I think this is my third year watching Magic Dragons at the Edinburgh Fringe. Piff has a certain style that would, at a glance, suggest it would be easy to second guess the magician and workout where he’s going with the trick. It’s a trick. This year there are extra catches and surprises that’ll catch out and amuse Piff veterans like myself.
If you’re not a Piff regular then the concept is this; Piff is a Magic Dragon with a Chihuahua assistant called Mr Piffles. This isn’t a kids show (16+). The magic is a very high calibre and this year Piff pushes his speciality-of-slight of hand even further with some teleportation tricks and even the classic swords through a box routine. I say “classic routine” but this, of course, is a modified and uniquely Piff style spell.
There’s lots of audience involvement in any Piff show. In fact, if you’re near the front of the queue (and expect a sold out show) then you might be one of 52 people who get to sign their name on a card. One of Piff’s rules – no stealing the pens. This is a dragon who counts his pennies. If you’ve signed a card then you’ll be doubly invested in the show as there’s that chance you’ll get picked at random and up on stage. Let’s just go with “random” without digging into the always interesting debate of exactly how magic works.
Combine these top quality tricks with the juxtaposition of a guy who appears to be approaching burn out and still forced to wear the dragon suit (I hope not, it’s part of the act, but his disappointed sighs are so practised these days) and you’ve certainly got an unique experience with Piff.

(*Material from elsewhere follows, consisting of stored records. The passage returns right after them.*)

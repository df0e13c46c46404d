//! Format readers turn one file into text units for the matcher.
//!
//! Each extractor family is backed by one [`FormatReader`]. The crate ships the
//! plain-text reader and the zip+XML reader used for OpenDocument and Office
//! Open XML; other formats (PDF, spreadsheets, databases, media metadata) are
//! plugged in by implementing the trait and registering it with the searcher.
//!
//! ```rust,ignore
//! struct PdfReader;
//!
//! impl FormatReader for PdfReader {
//!     fn name(&self) -> &'static str { "pdf" }
//!
//!     fn read(&self, path: &Path, _options: &ReadOptions) -> SearchResult<Document> {
//!         let text = my_pdf_library::extract_text(path)?;
//!         Ok(Document::single(MatchLocation::File, text))
//!     }
//! }
//!
//! let searcher = Searcher::new(config)?.with_reader(ExtractorKind::Pdf, PdfReader);
//! ```
pub mod archive;
pub mod text;

use std::path::Path;

use crate::config::BinaryFilesMode;
use crate::errors::SearchResult;
use crate::results::MatchLocation;

pub use archive::ZipXmlReader;
pub use text::TextReader;

/// Per-run options a reader may need
#[derive(Debug, Clone, Copy, Default)]
pub struct ReadOptions {
    pub binary_files: BinaryFilesMode,
}

/// A piece of text with its position inside the source file
#[derive(Debug, Clone, PartialEq, Eq)]
pub struct TextUnit {
    pub location: MatchLocation,
    pub text: String,
}

impl TextUnit {
    pub fn new(location: MatchLocation, text: impl Into<String>) -> Self {
        Self {
            location,
            text: text.into(),
        }
    }
}

/// Everything a reader extracted from one file
#[derive(Debug, Clone, Default)]
pub struct Document {
    pub units: Vec<TextUnit>,
    /// Raw bytes consumed, for metrics
    pub bytes_read: u64,
}

impl Document {
    pub fn single(location: MatchLocation, text: impl Into<String>) -> Self {
        let text = text.into();
        let bytes_read = text.len() as u64;
        Self {
            units: vec![TextUnit::new(location, text)],
            bytes_read,
        }
    }

    pub fn empty(bytes_read: u64) -> Self {
        Self {
            units: Vec::new(),
            bytes_read,
        }
    }
}

/// Decodes one file into text units.
///
/// Implementations are shared across worker threads. Errors are file-scoped:
/// the caller records them against the path and moves on.
pub trait FormatReader: Send + Sync {
    /// Short name used in logs
    fn name(&self) -> &'static str;

    fn read(&self, path: &Path, options: &ReadOptions) -> SearchResult<Document>;
}

/// Decodes bytes as UTF-8, replacing malformed sequences.
pub(crate) fn decode_lossy(bytes: &[u8], path: &Path, unit: &str) -> String {
    let cow = String::from_utf8_lossy(bytes);
    if let std::borrow::Cow::Owned(_) = cow {
        tracing::debug!("Invalid UTF-8 replaced in {} ({})", path.display(), unit);
    }
    cow.into_owned()
}

#[cfg(test)]
mod tests {
    use super::*;

    #[test]
    fn test_decode_lossy_replaces_invalid_bytes() {
        let text = decode_lossy(b"ok \xff\xfe done", Path::new("a.txt"), "file");
        assert!(text.starts_with("ok "));
        assert!(text.ends_with(" done"));
        assert!(text.contains('\u{FFFD}'));
    }

    #[test]
    fn test_document_single() {
        let doc = Document::single(MatchLocation::File, "abc");
        assert_eq!(doc.units.len(), 1);
        assert_eq!(doc.bytes_read, 3);
        assert!(Document::empty(10).units.is_empty());
    }
}
use memmap2::Mmap;
use std::fs::File;
use std::ops::Deref;
use std::path::Path;
use tracing::trace;

use super::{decode_lossy, Document, FormatReader, ReadOptions, TextUnit};
use crate::config::BinaryFilesMode;
use crate::errors::{SearchError, SearchResult};
use crate::results::MatchLocation;

const LARGE_FILE_THRESHOLD: u64 = 10 * 1024 * 1024; // 10MB
const BINARY_CHECK_SIZE: usize = 8192;

enum FileBytes {
    Owned(Vec<u8>),
    Mapped(Mmap),
}

impl Deref for FileBytes {
    type Target = [u8];

    fn deref(&self) -> &[u8] {
        match self {
            Self::Owned(bytes) => &bytes[..],
            Self::Mapped(mmap) => &mmap[..],
        }
    }
}

fn read_bytes(path: &Path) -> SearchResult<FileBytes> {
    let file = File::open(path).map_err(|e| SearchError::from_io(path, e))?;
    let size = file
        .metadata()
        .map_err(|e| SearchError::from_io(path, e))?
        .len();

    if size >= LARGE_FILE_THRESHOLD {
        trace!("Memory mapping {} ({} bytes)", path.display(), size);
        let mmap = unsafe { Mmap::map(&file) }.map_err(|e| SearchError::from_io(path, e))?;
        return Ok(FileBytes::Mapped(mmap));
    }

    std::fs::read(path)
        .map(FileBytes::Owned)
        .map_err(|e| SearchError::from_io(path, e))
}

/// True if the leading bytes contain a NUL byte
pub fn looks_binary(bytes: &[u8]) -> bool {
    let head = &bytes[..bytes.len().min(BINARY_CHECK_SIZE)];
    head.contains(&0)
}

/// Default reader: every line of the file is a text unit.
#[derive(Debug, Clone, Copy, Default)]
pub struct TextReader;

impl TextReader {
    pub fn new() -> Self {
        Self
    }
}

impl FormatReader for TextReader {
    fn name(&self) -> &'static str {
        "text"
    }

    fn read(&self, path: &Path, options: &ReadOptions) -> SearchResult<Document> {
        let bytes = read_bytes(path)?;
        let bytes_read = bytes.len() as u64;

        if looks_binary(&bytes) {
            match options.binary_files {
                BinaryFilesMode::WithoutMatch => {
                    trace!("Skipping binary file {}", path.display());
                    return Ok(Document::empty(bytes_read));
                }
                BinaryFilesMode::Binary => {
                    let text = decode_lossy(&bytes, path, "binary");
                    return Ok(Document {
                        units: vec![TextUnit::new(MatchLocation::Binary, text)],
                        bytes_read,
                    });
                }
                BinaryFilesMode::Text => {}
            }
        }

        let text = decode_lossy(&bytes, path, "text");
        let units = text
            .lines()
            .enumerate()
            .map(|(i, line)| TextUnit::new(MatchLocation::Line(i + 1), line))
            .collect();

        Ok(Document { units, bytes_read })
    }
}
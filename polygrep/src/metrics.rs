use std::sync::atomic::{AtomicU64, Ordering};
use std::sync::Arc;
use tracing::{debug, info};

/// Counters shared by every extractor of a run
#[derive(Debug, Clone)]
pub struct SearchMetrics {
    files_enumerated: Arc<AtomicU64>,
    files_processed: Arc<AtomicU64>,
    files_failed: Arc<AtomicU64>,
    enumeration_errors: Arc<AtomicU64>,
    units_scanned: Arc<AtomicU64>,
    bytes_read: Arc<AtomicU64>,
    extractors_run: Arc<AtomicU64>,
}

impl SearchMetrics {
    /// Creates a new SearchMetrics instance
    pub fn new() -> Self {
        Self {
            files_enumerated: Arc::new(AtomicU64::new(0)),
            files_processed: Arc::new(AtomicU64::new(0)),
            files_failed: Arc::new(AtomicU64::new(0)),
            enumeration_errors: Arc::new(AtomicU64::new(0)),
            units_scanned: Arc::new(AtomicU64::new(0)),
            bytes_read: Arc::new(AtomicU64::new(0)),
            extractors_run: Arc::new(AtomicU64::new(0)),
        }
    }

    pub fn record_enumerated(&self, count: u64) {
        self.files_enumerated.fetch_add(count, Ordering::Relaxed);
    }

    pub fn record_enumeration_error(&self) {
        self.enumeration_errors.fetch_add(1, Ordering::Relaxed);
    }

    /// Records a file that was read into `units` text units
    pub fn record_file_processed(&self, units: u64, bytes: u64) {
        self.files_processed.fetch_add(1, Ordering::Relaxed);
        self.units_scanned.fetch_add(units, Ordering::Relaxed);
        let total = self.bytes_read.fetch_add(bytes, Ordering::Relaxed) + bytes;
        debug!("Read {} bytes, total: {} bytes", bytes, total);
    }

    pub fn record_file_failed(&self) {
        self.files_failed.fetch_add(1, Ordering::Relaxed);
    }

    pub fn record_extractor_run(&self) {
        self.extractors_run.fetch_add(1, Ordering::Relaxed);
    }

    /// Gets a point-in-time copy of every counter
    pub fn snapshot(&self) -> MetricsSnapshot {
        MetricsSnapshot {
            files_enumerated: self.files_enumerated.load(Ordering::Relaxed),
            files_processed: self.files_processed.load(Ordering::Relaxed),
            files_failed: self.files_failed.load(Ordering::Relaxed),
            enumeration_errors: self.enumeration_errors.load(Ordering::Relaxed),
            units_scanned: self.units_scanned.load(Ordering::Relaxed),
            bytes_read: self.bytes_read.load(Ordering::Relaxed),
            extractors_run: self.extractors_run.load(Ordering::Relaxed),
        }
    }

    /// Logs current statistics
    pub fn log_stats(&self) {
        let stats = self.snapshot();
        info!(
            "Search stats:\n\
             Extractors run: {}\n\
             Files enumerated/processed/failed: {}/{}/{}\n\
             Enumeration errors: {}\n\
             Text units scanned: {}\n\
             Bytes read: {}",
            stats.extractors_run,
            stats.files_enumerated,
            stats.files_processed,
            stats.files_failed,
            stats.enumeration_errors,
            stats.units_scanned,
            stats.bytes_read
        );
    }
}

impl Default for SearchMetrics {
    fn default() -> Self {
        Self::new()
    }
}

/// Statistics about one search run
#[derive(Debug, Clone, Copy, PartialEq, Eq, Default)]
pub struct MetricsSnapshot {
    pub files_enumerated: u64,
    pub files_processed: u64,
    pub files_failed: u64,
    pub enumeration_errors: u64,
    pub units_scanned: u64,
    pub bytes_read: u64,
    pub extractors_run: u64,
}
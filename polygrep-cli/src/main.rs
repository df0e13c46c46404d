use clap::Parser;
use colored::Colorize;
use polygrep::{
    BinaryFilesMode, FileResult, MatchLocation, SearchConfig, SearchError, SearchOutput, Searcher,
};
use std::collections::BTreeSet;
use std::io;
use std::num::NonZeroUsize;
use std::path::PathBuf;
use tracing::debug;
use tracing_subscriber::EnvFilter;

type Result<T> = std::result::Result<T, SearchError>;

/// Search for strings inside text files, office documents and archives
#[derive(Parser)]
#[command(author, version, about, long_about = None)]
struct Cli {
    /// Strings to search for
    search_strings: Vec<String>,

    /// Directory to search (can be specified multiple times)
    #[arg(short = 'p', long = "path", default_value = ".")]
    paths: Vec<PathBuf>,

    /// File types to search, e.g. "*.pdf" (repeatable or comma separated)
    #[arg(short = 't', long = "type", value_delimiter = ',')]
    file_types: Vec<String>,

    /// Extensions to leave out of auto-detection, e.g. "*.log"
    #[arg(short = 's', long = "skip")]
    skip: Vec<String>,

    /// Log each file type and directory as it is searched
    #[arg(short, long)]
    verbose: bool,

    /// Do not print per-file errors
    #[arg(long)]
    ignore_errors: bool,

    /// How to treat binary files (binary|text|without-match)
    #[arg(long, default_value = "binary")]
    binary_files: BinaryFilesMode,

    /// Match case exactly
    #[arg(short = 'c', long)]
    case_sensitive: bool,

    /// Treat search strings as literal text, not patterns
    #[arg(short = 'F', long)]
    fixed: bool,

    /// Honor the .gitignore of the first root that has one
    #[arg(long)]
    respect_gitignore: bool,

    /// Print only the names of matching files
    #[arg(short = 'l', long = "files-with-matches")]
    files_with_matches: bool,

    /// Number of worker threads per extractor
    #[arg(short = 'j', long)]
    threads: Option<NonZeroUsize>,

    /// Print results as JSON
    #[arg(long)]
    json: bool,

    /// Show only statistics, not matches
    #[arg(long)]
    stats: bool,

    /// Configuration file to load
    #[arg(long)]
    config: Option<PathBuf>,

    /// Log level (trace, debug, info, warn, error)
    #[arg(long, default_value = "warn")]
    log_level: String,
}

fn main() -> Result<()> {
    run()
}

fn run() -> Result<()> {
    let cli = Cli::parse();
    init_logging(&cli);

    let file_config = match SearchConfig::load_from(cli.config.as_deref()) {
        Ok(config) => config,
        // An explicit --config that cannot be read is fatal
        Err(e) if cli.config.is_some() => return Err(SearchError::config_error(e.to_string())),
        Err(e) => {
            debug!("Ignoring configuration files: {}", e);
            SearchConfig::default()
        }
    };

    let cli_config = SearchConfig {
        search_strings: cli.search_strings,
        file_types: cli.file_types,
        root_paths: cli.paths,
        skip_patterns: cli.skip,
        verbose: cli.verbose,
        ignore_errors: cli.ignore_errors,
        binary_files: cli.binary_files,
        case_sensitive: cli.case_sensitive,
        fixed: cli.fixed,
        respect_gitignore: cli.respect_gitignore,
        list_only: cli.files_with_matches,
        thread_count: cli.threads.unwrap_or(file_config.thread_count),
        log_level: cli.log_level,
    };
    let config = file_config.merge_with_cli(cli_config);

    let ignore_errors = config.ignore_errors;
    let list_only = config.list_only;
    let searcher = Searcher::new(config)?;
    let output = searcher.search();

    if cli.json {
        let json = serde_json::to_string_pretty(&output).map_err(io::Error::from)?;
        println!("{}", json);
    } else if cli.stats {
        print_stats(&output);
    } else {
        print_results(&output, list_only);
    }

    if !ignore_errors {
        print_errors(&output);
    }
    Ok(())
}

fn init_logging(cli: &Cli) {
    let level = if cli.verbose && cli.log_level == "warn" {
        "info"
    } else {
        cli.log_level.as_str()
    };
    // RUST_LOG takes precedence over the command line
    let filter = EnvFilter::try_from_default_env().unwrap_or_else(|_| EnvFilter::new(level));
    tracing_subscriber::fmt()
        .with_env_filter(filter)
        .with_target(false)
        .with_writer(io::stderr)
        .init();
}

fn print_results(output: &SearchOutput, list_only: bool) {
    if list_only {
        let paths: BTreeSet<_> = output.results.iter().map(|r| &r.path).collect();
        for path in paths {
            println!("{}", path.display());
        }
        return;
    }

    for result in &output.results {
        print_result(result);
    }
}

fn print_result(result: &FileResult) {
    println!("{}", format_result(result));
}

fn format_result(result: &FileResult) -> String {
    let path = result.path.display().to_string();
    let context = result.context.as_deref().unwrap_or_default();
    match &result.location {
        MatchLocation::Binary => format!("Binary file {} matches", path),
        MatchLocation::File => format!("{}: {}", path.blue(), result.search_string),
        MatchLocation::Line(line) => format!(
            "{}:{}:{}",
            path.blue(),
            line.to_string().green(),
            context
        ),
        MatchLocation::Entry(entry) => format!("{}[{}]: {}", path.blue(), entry.yellow(), context),
    }
}

fn print_stats(output: &SearchOutput) {
    println!(
        "Searched {} files of {} types",
        output.files_searched,
        output.file_types.len()
    );
    println!(
        "Found {} matches in {} files",
        output.total_matches, output.files_with_matches
    );
    if !output.errors.is_empty() {
        println!("{} files could not be searched", output.errors.len());
    }
}

fn print_errors(output: &SearchOutput) {
    for error in &output.errors {
        eprintln!("{} {}", "error:".red(), error);
    }
}

#[cfg(test)]
mod tests {
    use super::*;

    fn result(location: MatchLocation, context: Option<&str>) -> FileResult {
        FileResult {
            path: PathBuf::from("docs/report.pdf"),
            search_string: "approved".to_string(),
            location,
            span: None,
            context: context.map(String::from),
        }
    }

    #[test]
    fn test_format_result_by_location() {
        colored::control::set_override(false);

        assert_eq!(
            format_result(&result(MatchLocation::File, None)),
            "docs/report.pdf: approved"
        );
        assert_eq!(
            format_result(&result(MatchLocation::Binary, None)),
            "Binary file docs/report.pdf matches"
        );
        assert_eq!(
            format_result(&result(MatchLocation::Line(4), Some("budget approved"))),
            "docs/report.pdf:4:budget approved"
        );
        assert_eq!(
            format_result(&result(
                MatchLocation::Entry("content.xml".to_string()),
                Some("<p>approved</p>")
            )),
            "docs/report.pdf[content.xml]: <p>approved</p>"
        );
    }
}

This year his unhappy assistant Amy Sunshine, who’s been with him as far as this reviewer can remember, has a larger part in the show. It’s not just that she has more of a speaking part and appears to assist with more of the tricks – this year Ms Sunshine gets to demonstrate some of her talent by making a trick work.
I enjoyed the show. I really did. Okay, I get that a lot of the time the magic goes wrong – it’s a thing that he does, and then the trick is to fix it. That’s the system that turns a grandiose setup into a clever twist at the end. This year we get exactly that but I’m excited that there’s more than just that this year, there are tricks that you think we’ll need a slight-of-hand to pull off but, surprisingly, don’t. I was fully expecting “No dog” to be used four out of four times in the “Dog or no dog” trick for example. I was wrong. When it comes to magic shows – I love being wrong.